Content starts

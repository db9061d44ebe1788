use std::collections::BTreeMap;
use webwriter_common::CssConfig;
use webwriter_css_syntax::{
    parse_value_definition, CacheEntry, CacheKey, DefinitionCache, DefinitionKind, PropertySpec,
    PropertyTable, ValueDefinition,
};
use webwriter_parser::{ParseError, Quantifier};

fn assert_raw_matches(source: &str, def: &ValueDefinition) {
    assert_eq!(&source[def.span.clone()], def.raw, "raw of {:?}", def.kind);
    for child in def.children() {
        assert_raw_matches(source, child);
    }
}

fn properties(entries: &[(&str, &str)]) -> BTreeMap<String, PropertySpec> {
    entries
        .iter()
        .map(|(name, syntax)| {
            (
                name.to_string(),
                PropertySpec {
                    syntax: syntax.to_string(),
                    forbidden_idents: Vec::new(),
                },
            )
        })
        .collect()
}

#[test]
fn test_comma_separated_data_type() {
    let def = parse_value_definition("<length>#", None, None).expect("Failed to parse");

    let DefinitionKind::DataType { name, range } = &def.kind else {
        panic!("expected data type, got {:?}", def.kind);
    };
    assert_eq!(name, "length");
    assert!(range.is_none());
    assert_eq!(def.quantifier, Quantifier::ONE_OR_MORE);
    assert_eq!(def.separator, Some(','));
}

#[test]
fn test_bounded_group() {
    let def = parse_value_definition("[ <length> | auto ]{1,4}", None, None).expect("Failed to parse");

    let DefinitionKind::Alternation { content } = &def.kind else {
        panic!("expected alternation, got {:?}", def.kind);
    };
    assert_eq!(content.len(), 2);
    assert_eq!(def.quantifier, Quantifier::bounded(1, 4).expect("valid"));
}

#[test]
fn test_raw_matches_source_at_every_level() {
    let sources = [
        "<bg-image> || <bg-position> [ / <bg-size> ]? || <repeat-style> || <attachment>",
        "repeat( [ <integer [1,∞]> ] , [ <line-names>? <track-size> ]+ <line-names>? )",
        "normal | [ stylistic( <feature-value-name> ) || styleset( <feature-value-name># ) ]",
        "inset? && <length>{2,4} && <color>?",
        "[ <length-percentage>+ ]#{1,2}",
    ];
    for source in sources {
        let def = parse_value_definition(source, None, None).expect("Failed to parse");
        assert_raw_matches(source, &def);
    }
}

#[test]
fn test_precedence_of_combinators() {
    let def = parse_value_definition("a b | c && d || e", None, None).expect("Failed to parse");
    let DefinitionKind::Alternation { content } = &def.kind else {
        panic!("expected alternation");
    };
    assert!(matches!(content[0].kind, DefinitionKind::OrderedSequence { .. }));
    let DefinitionKind::Subset { content: subset } = &content[1].kind else {
        panic!("expected subset");
    };
    assert!(matches!(subset[0].kind, DefinitionKind::UnorderedSequence { .. }));
}

#[test]
fn test_inverted_range_is_rejected() {
    let result = parse_value_definition("<integer>{5,2}", None, None);
    assert!(matches!(
        result,
        Err(ParseError::QuantifierRange { min: 5, max: 2, .. })
    ));
}

#[test]
fn test_required_group() {
    let def = parse_value_definition("[ a? b? ]!", None, None).expect("Failed to parse");
    assert!(def.required);
    assert!(matches!(def.kind, DefinitionKind::OrderedSequence { .. }));
}

#[test]
fn test_quoted_literals_and_delimiters() {
    let def = parse_value_definition("<keyframe-selector># '{' <declaration-list> '}'", None, None)
        .expect("Failed to parse");
    let DefinitionKind::OrderedSequence { content } = &def.kind else {
        panic!("expected sequence");
    };
    assert!(matches!(&content[1].kind, DefinitionKind::String { content } if content == "{"));
    assert!(matches!(&content[3].kind, DefinitionKind::String { content } if content == "}"));
}

#[test]
fn test_canonical_form_reparses_identically() {
    let source = "[ <length> | auto ]{1,4} && [ a || b ]";
    let def = parse_value_definition(source, None, None).expect("Failed to parse");
    let canonical = def.to_string();
    let reparsed = parse_value_definition(&canonical, None, None).expect("Failed to reparse");
    assert_eq!(reparsed.to_string(), canonical);
}

#[test]
fn test_self_referential_property_terminates() {
    let table = PropertyTable::build(
        properties(&[("nested", "none | <'nested'> <'outer'>?"), ("outer", "<'nested'>#")]),
        BTreeMap::new(),
        &CssConfig::default(),
    );

    assert!(table.errors().is_empty());
    assert!(table.definition("nested").is_some());
    assert!(table.definition("outer").is_some());
    assert_eq!(table.cache().len(), 2);
}

#[test]
fn test_each_name_gets_one_entry() {
    let mut cache = DefinitionCache::new();
    let key = CacheKey::syntax("shadow");
    cache.set(key.clone(), CacheEntry::InProgress);
    parse_value_definition(
        "<shadow> , <shadow> | <length> <length>",
        Some(&mut cache),
        Some(key.clone()),
    )
    .expect("Failed to parse");

    assert_eq!(cache.len(), 2);
    assert!(cache.definition(&key).is_some());
    assert_eq!(cache.pending(), vec![&CacheKey::syntax("length")]);
}

#[test]
fn test_standard_table() {
    let table = PropertyTable::standard();

    assert!(table.errors().is_empty(), "failures: {:?}", table.errors());
    for property in ["width", "background", "transform", "grid-template-columns", "animation"] {
        assert!(table.definition(property).is_some(), "missing {}", property);
    }
    assert!(table.syntax_definition("length-percentage").is_some());
    assert_eq!(
        table.cache().get(&CacheKey::syntax("length")),
        Some(&CacheEntry::Basic)
    );
    assert!(table.forbidden_idents("animation-name").contains(&"none".to_string()));
}

#[test]
fn test_diagnostics_off_parses_what_properties_reach() {
    let config = CssConfig {
        startup_diagnostics: false,
        ..CssConfig::default()
    };
    let table = PropertyTable::from_json(
        r#"{ "width": { "syntax": "auto | <length-percentage>" } }"#,
        r#"{
            "length-percentage": { "syntax": "<length> | <percentage>" },
            "unused": { "syntax": "[ broken" }
        }"#,
        &config,
    )
    .expect("valid json");

    assert!(table.errors().is_empty());
    assert!(table.syntax_definition("length-percentage").is_some());
    assert!(table.cache().get(&CacheKey::syntax("unused")).is_none());
}
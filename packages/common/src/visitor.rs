use webwriter_parser::ast::*;

/// Visitor pattern for traversing expression trees immutably
///
/// This trait provides default implementations that walk the entire tree.
/// Override specific visit_* methods to perform custom actions on nodes.
pub trait Visitor: Sized {
    fn visit_expression(&mut self, expr: &Expression) {
        walk_expression(self, expr);
    }

    fn visit_simple(&mut self, _simple: &SimpleExpression) {
        // Leaf node, no children to walk
    }

    fn visit_node(&mut self, node: &NodeExpression) {
        walk_node(self, node);
    }

    fn visit_sequence(&mut self, sequence: &CompositeExpression) {
        walk_composite(self, sequence);
    }

    fn visit_alternation(&mut self, alternation: &CompositeExpression) {
        walk_composite(self, alternation);
    }
}

/// Mutable visitor pattern for transforming expression trees
///
/// Similar to Visitor, but provides mutable access to nodes.
pub trait VisitorMut: Sized {
    fn visit_expression_mut(&mut self, expr: &mut Expression) {
        walk_expression_mut(self, expr);
    }

    fn visit_simple_mut(&mut self, _simple: &mut SimpleExpression) {
        // Leaf node, no children to walk
    }

    fn visit_node_mut(&mut self, node: &mut NodeExpression) {
        walk_node_mut(self, node);
    }

    fn visit_sequence_mut(&mut self, sequence: &mut CompositeExpression) {
        walk_composite_mut(self, sequence);
    }

    fn visit_alternation_mut(&mut self, alternation: &mut CompositeExpression) {
        walk_composite_mut(self, alternation);
    }
}

pub fn walk_expression<V: Visitor>(visitor: &mut V, expr: &Expression) {
    match expr {
        Expression::Simple(simple) => visitor.visit_simple(simple),
        Expression::Node(node) => visitor.visit_node(node),
        Expression::Sequence(sequence) => visitor.visit_sequence(sequence),
        Expression::Alternation(alternation) => visitor.visit_alternation(alternation),
    }
}

pub fn walk_node<V: Visitor>(visitor: &mut V, node: &NodeExpression) {
    if let Some(content) = &node.content {
        visitor.visit_expression(content);
    }
}

pub fn walk_composite<V: Visitor>(visitor: &mut V, composite: &CompositeExpression) {
    for child in &composite.content {
        visitor.visit_expression(child);
    }
}

pub fn walk_expression_mut<V: VisitorMut>(visitor: &mut V, expr: &mut Expression) {
    match expr {
        Expression::Simple(simple) => visitor.visit_simple_mut(simple),
        Expression::Node(node) => visitor.visit_node_mut(node),
        Expression::Sequence(sequence) => visitor.visit_sequence_mut(sequence),
        Expression::Alternation(alternation) => visitor.visit_alternation_mut(alternation),
    }
}

pub fn walk_node_mut<V: VisitorMut>(visitor: &mut V, node: &mut NodeExpression) {
    if let Some(content) = &mut node.content {
        visitor.visit_expression_mut(content);
    }
}

pub fn walk_composite_mut<V: VisitorMut>(visitor: &mut V, composite: &mut CompositeExpression) {
    for child in &mut composite.content {
        visitor.visit_expression_mut(child);
    }
}

/// Collects every leaf name referenced by an expression, in source order
#[derive(Debug, Default)]
pub struct ReferenceCollector {
    pub names: Vec<String>,
}

impl ReferenceCollector {
    pub fn collect(expr: &Expression) -> Vec<String> {
        let mut collector = Self::default();
        collector.visit_expression(expr);
        collector.names
    }
}

impl Visitor for ReferenceCollector {
    fn visit_simple(&mut self, simple: &SimpleExpression) {
        self.names.push(simple.content.clone());
    }

    fn visit_node(&mut self, node: &NodeExpression) {
        self.names.push(node.node.clone());
        walk_node(self, node);
    }
}

#[cfg(test)]
mod tests {
    use super::*;
    use webwriter_parser::{parse, Quantifier};

    #[test]
    fn test_collects_references_in_order() {
        let expr = parse("title (paragraph | figure)* footer").expect("Failed to parse");
        assert_eq!(
            ReferenceCollector::collect(&expr),
            vec!["title", "paragraph", "figure", "footer"]
        );
    }

    struct MakeOptional;

    impl VisitorMut for MakeOptional {
        fn visit_simple_mut(&mut self, simple: &mut SimpleExpression) {
            simple.quantifier = Quantifier::ZERO_OR_ONE;
        }
    }

    #[test]
    fn test_visitor_mut_rewrites_leaves() {
        let mut expr = parse("a b").expect("Failed to parse");
        MakeOptional.visit_expression_mut(&mut expr);
        for child in expr.children() {
            assert!(child.quantifier().is_optional());
        }
    }
}
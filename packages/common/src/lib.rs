pub mod config;
pub mod error;
pub mod visitor;

pub use config::*;
pub use error::*;
pub use visitor::*;
//! Node-type declarations that content expressions are resolved against.

use serde::de::{self, MapAccess};
use serde::ser::SerializeMap;
use serde::{Deserialize, Deserializer, Serialize, Serializer};
use std::collections::HashMap;
use std::fmt;
use webwriter_common::{GroupTieBreak, ReferenceCollector};
use crate::resolver::ResolveError;
use webwriter_parser::parse;

/// Declaration of one node type
#[derive(Debug, Clone, Default, PartialEq, Eq, Serialize, Deserialize)]
#[serde(rename_all = "camelCase")]
pub struct NodeSpec {
    /// Whitespace-separated group names this node type belongs to
    #[serde(default, skip_serializing_if = "Option::is_none")]
    pub group: Option<String>,

    /// Content expression describing the node's children
    #[serde(default, skip_serializing_if = "Option::is_none")]
    pub content: Option<String>,
}

impl NodeSpec {
    pub fn new() -> Self {
        Self::default()
    }

    pub fn with_group(mut self, group: impl Into<String>) -> Self {
        self.group = Some(group.into());
        self
    }

    pub fn with_content(mut self, content: impl Into<String>) -> Self {
        self.content = Some(content.into());
        self
    }

    pub fn groups(&self) -> impl Iterator<Item = &str> {
        self.group.as_deref().unwrap_or_default().split_whitespace()
    }

    /// Content expression, if it is not blank
    pub fn content_expression(&self) -> Option<&str> {
        self.content.as_deref().filter(|c| !c.trim().is_empty())
    }
}

/// How a name maps onto the schema
#[derive(Debug, Clone, Copy, PartialEq, Eq)]
pub enum ResolutionOutcome<'a> {
    /// The name is a node type, or a group with a single member
    Resolved { node: &'a str },
    /// The name is a group with several members; `chosen` is its representative
    GroupAmbiguous {
        group: &'a str,
        candidates: &'a [String],
        chosen: &'a str,
    },
    /// The name is neither a node type nor a group
    Unchanged,
}

impl<'a> ResolutionOutcome<'a> {
    pub fn node(&self) -> Option<&'a str> {
        match self {
            ResolutionOutcome::Resolved { node } => Some(node),
            ResolutionOutcome::GroupAmbiguous { chosen, .. } => Some(chosen),
            ResolutionOutcome::Unchanged => None,
        }
    }
}

/// A reference in some node type's content that names nothing in the schema
#[derive(Debug, Clone, PartialEq, Eq)]
pub struct UnknownReference {
    pub node: String,
    pub name: String,
}

/// Ordered node-type declarations
///
/// Declaration order matters: it decides which node type represents a
/// group shared by several node types.
#[derive(Debug, Clone, Default, PartialEq)]
pub struct Schema {
    nodes: Vec<(String, NodeSpec)>,
    index: HashMap<String, usize>,
    /// group name -> member node types in declaration order
    groups: HashMap<String, Vec<String>>,
}

impl Schema {
    pub fn new() -> Self {
        Self::default()
    }

    pub fn with_node(mut self, name: impl Into<String>, spec: NodeSpec) -> Self {
        self.insert(name, spec);
        self
    }

    /// Add a node type. Redeclaring a name replaces its spec in place.
    pub fn insert(&mut self, name: impl Into<String>, spec: NodeSpec) {
        let name = name.into();
        match self.index.get(&name) {
            Some(&i) => self.nodes[i].1 = spec,
            None => {
                self.index.insert(name.clone(), self.nodes.len());
                self.nodes.push((name, spec));
            }
        }
        self.rebuild_groups();
    }

    fn rebuild_groups(&mut self) {
        self.groups.clear();
        for (name, spec) in &self.nodes {
            for group in spec.groups() {
                let members = self.groups.entry(group.to_string()).or_default();
                if !members.contains(name) {
                    members.push(name.clone());
                }
            }
        }
    }

    pub fn get(&self, name: &str) -> Option<&NodeSpec> {
        self.index.get(name).map(|&i| &self.nodes[i].1)
    }

    pub fn contains(&self, name: &str) -> bool {
        self.index.contains_key(name)
    }

    pub fn iter(&self) -> impl Iterator<Item = (&str, &NodeSpec)> {
        self.nodes.iter().map(|(name, spec)| (name.as_str(), spec))
    }

    pub fn len(&self) -> usize {
        self.nodes.len()
    }

    pub fn is_empty(&self) -> bool {
        self.nodes.is_empty()
    }

    /// Member node types of a group, in declaration order
    pub fn group_members(&self, group: &str) -> &[String] {
        self.groups.get(group).map(Vec::as_slice).unwrap_or_default()
    }

    /// Map a name to its representative node type with the default tie-break
    pub fn lookup(&self, name: &str) -> ResolutionOutcome<'_> {
        self.lookup_with(name, GroupTieBreak::default())
    }

    /// Node type names take precedence over group names.
    pub fn lookup_with(&self, name: &str, tie_break: GroupTieBreak) -> ResolutionOutcome<'_> {
        if let Some(&i) = self.index.get(name) {
            return ResolutionOutcome::Resolved {
                node: self.nodes[i].0.as_str(),
            };
        }

        let Some((group, candidates)) = self.groups.get_key_value(name) else {
            return ResolutionOutcome::Unchanged;
        };
        let chosen = match tie_break {
            GroupTieBreak::FirstDeclared => candidates.first(),
            GroupTieBreak::LastDeclared => candidates.last(),
        };
        match (chosen, candidates.len()) {
            (None, _) => ResolutionOutcome::Unchanged,
            (Some(node), 1) => ResolutionOutcome::Resolved {
                node: node.as_str(),
            },
            (Some(chosen), _) => ResolutionOutcome::GroupAmbiguous {
                group: group.as_str(),
                candidates: candidates.as_slice(),
                chosen: chosen.as_str(),
            },
        }
    }

    /// References in node content expressions that name no node type or group
    pub fn unknown_references(&self) -> Result<Vec<UnknownReference>, ResolveError> {
        let mut unknown = Vec::new();
        for (node, spec) in self.iter() {
            let Some(content) = spec.content_expression() else {
                continue;
            };
            let expr = parse(content).map_err(|source| ResolveError::NodeContent {
                node: node.to_string(),
                source,
            })?;
            for name in ReferenceCollector::collect(&expr) {
                if matches!(self.lookup(&name), ResolutionOutcome::Unchanged) {
                    unknown.push(UnknownReference {
                        node: node.to_string(),
                        name,
                    });
                }
            }
        }
        Ok(unknown)
    }

    pub fn from_json(json: &str) -> Result<Self, serde_json::Error> {
        serde_json::from_str(json)
    }
}

impl FromIterator<(String, NodeSpec)> for Schema {
    fn from_iter<I: IntoIterator<Item = (String, NodeSpec)>>(iter: I) -> Self {
        let mut schema = Schema::new();
        for (name, spec) in iter {
            schema.insert(name, spec);
        }
        schema
    }
}

impl Serialize for Schema {
    fn serialize<S: Serializer>(&self, serializer: S) -> Result<S::Ok, S::Error> {
        let mut map = serializer.serialize_map(Some(self.nodes.len()))?;
        for (name, spec) in &self.nodes {
            map.serialize_entry(name, spec)?;
        }
        map.end()
    }
}

impl<'de> Deserialize<'de> for Schema {
    fn deserialize<D: Deserializer<'de>>(deserializer: D) -> Result<Self, D::Error> {
        deserializer.deserialize_map(SchemaVisitor)
    }
}

/// Reads the node map entry by entry so declaration order survives
struct SchemaVisitor;

impl<'de> de::Visitor<'de> for SchemaVisitor {
    type Value = Schema;

    fn expecting(&self, f: &mut fmt::Formatter) -> fmt::Result {
        f.write_str("a map of node type names to node specs")
    }

    fn visit_map<A: MapAccess<'de>>(self, mut access: A) -> Result<Schema, A::Error> {
        let mut schema = Schema::new();
        while let Some((name, spec)) = access.next_entry::<String, NodeSpec>()? {
            schema.insert(name, spec);
        }
        Ok(schema)
    }
}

Content ends

■ Your task
Lines above that have "SchemaVisitor": copy each of them.

■ Response to this exercise
        deserializer.deserialize_map(SchemaVisitor)
struct SchemaVisitor;
impl<'de> de::Visitor<'de> for SchemaVisitor {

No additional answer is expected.